(WORK INSTRUCTIONS): Give back the lines of the records exactly, starting at the first and ending at the one with "without a session.".

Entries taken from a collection

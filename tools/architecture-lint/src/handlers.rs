//! Route handlers pass through the access guard.

use std::collections::BTreeSet;

use syn::parse::ParseStream;
use syn::visit::Visit;

use crate::{Rule, SourceFile, Violation};

const ROUTE_MACROS: &[&str] = &["get", "post", "put", "patch", "delete"];

/// Entries open to visitors without a session.
const PUBLIC_ROUTES: &[&str] = &["/login", "/logout", "/health/ready", "/health/live"];

/// Free function every protected entry must reach.
const GUARD: &str = "enter";

pub(crate) fn check(file: &SourceFile<'_>) -> Vec<Violation> {
    if !file.location().starts_with("inbound/http/") {
        return Vec::new();
    }
    let functions: Vec<&syn::ItemFn> = file
        .syntax
        .items
        .iter()
        .filter_map(|item| match item {
            syn::Item::Fn(function) => Some(function),
            _ => None,
        })
        .collect();
    let guarded = guarded(&functions);

    functions
        .iter()
        .filter_map(|function| route_of(function).map(|route| (function, route)))
        .filter(|(_, route)| !PUBLIC_ROUTES.contains(&route.as_str()))
        .filter(|(function, _)| !guarded.contains(&function.sig.ident.to_string()))
        .map(|(function, route)| {
            file.violation(
                Rule::Guard,
                format!(
                    "handler `{}` for {route} never calls guard::{GUARD}",
                    function.sig.ident
                ),
            )
        })
        .collect()
}

/// Names of the functions that reach the guard, directly or through other
/// functions of the same file.
fn guarded(functions: &[&syn::ItemFn]) -> BTreeSet<String> {
    let calls: Vec<(String, BTreeSet<String>)> = functions
        .iter()
        .map(|function| (function.sig.ident.to_string(), callees(&function.block)))
        .collect();
    let mut guarded = BTreeSet::new();
    loop {
        let before = guarded.len();
        for (name, callees) in &calls {
            if callees.contains(GUARD) || callees.iter().any(|callee| guarded.contains(callee)) {
                guarded.insert(name.clone());
            }
        }
        if guarded.len() == before {
            return guarded;
        }
    }
}

fn route_of(function: &syn::ItemFn) -> Option<String> {
    function
        .attrs
        .iter()
        .find(|attr| {
            attr.path()
                .get_ident()
                .is_some_and(|ident| ROUTE_MACROS.iter().any(|name| ident == name))
        })
        .and_then(|attr| attr.parse_args_with(route_path).ok())
}

fn route_path(input: ParseStream<'_>) -> syn::Result<String> {
    let path: syn::LitStr = input.parse()?;
    input.step(|cursor| {
        let mut rest = *cursor;
        while let Some((_, next)) = rest.token_tree() {
            rest = next;
        }
        Ok(((), rest))
    })?;
    Ok(path.value())
}

fn callees(block: &syn::Block) -> BTreeSet<String> {
    let mut calls = Calls::default();
    calls.visit_block(block);
    calls.0
}

/// Free-function calls; method calls are not followed.
#[derive(Default)]
struct Calls(BTreeSet<String>);

impl<'ast> Visit<'ast> for Calls {
    fn visit_expr_call(&mut self, node: &'ast syn::ExprCall) {
        if let syn::Expr::Path(callee) = node.func.as_ref() {
            if let Some(last) = callee.path.segments.last() {
                self.0.insert(last.ident.to_string());
            }
        }
        syn::visit::visit_expr_call(self, node);
    }
}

(TASK RESULT):
filename tools/architecture-lint/src/handlers.rs
//! Route handlers pass through the access guard.

use std::collections::BTreeSet;

use syn::parse::ParseStream;
use syn::visit::Visit;

use crate::{Rule, SourceFile, Violation};

const ROUTE_MACROS: &[&str] = &["get", "post", "put", "patch", "delete"];

/// Entries open to visitors without a session.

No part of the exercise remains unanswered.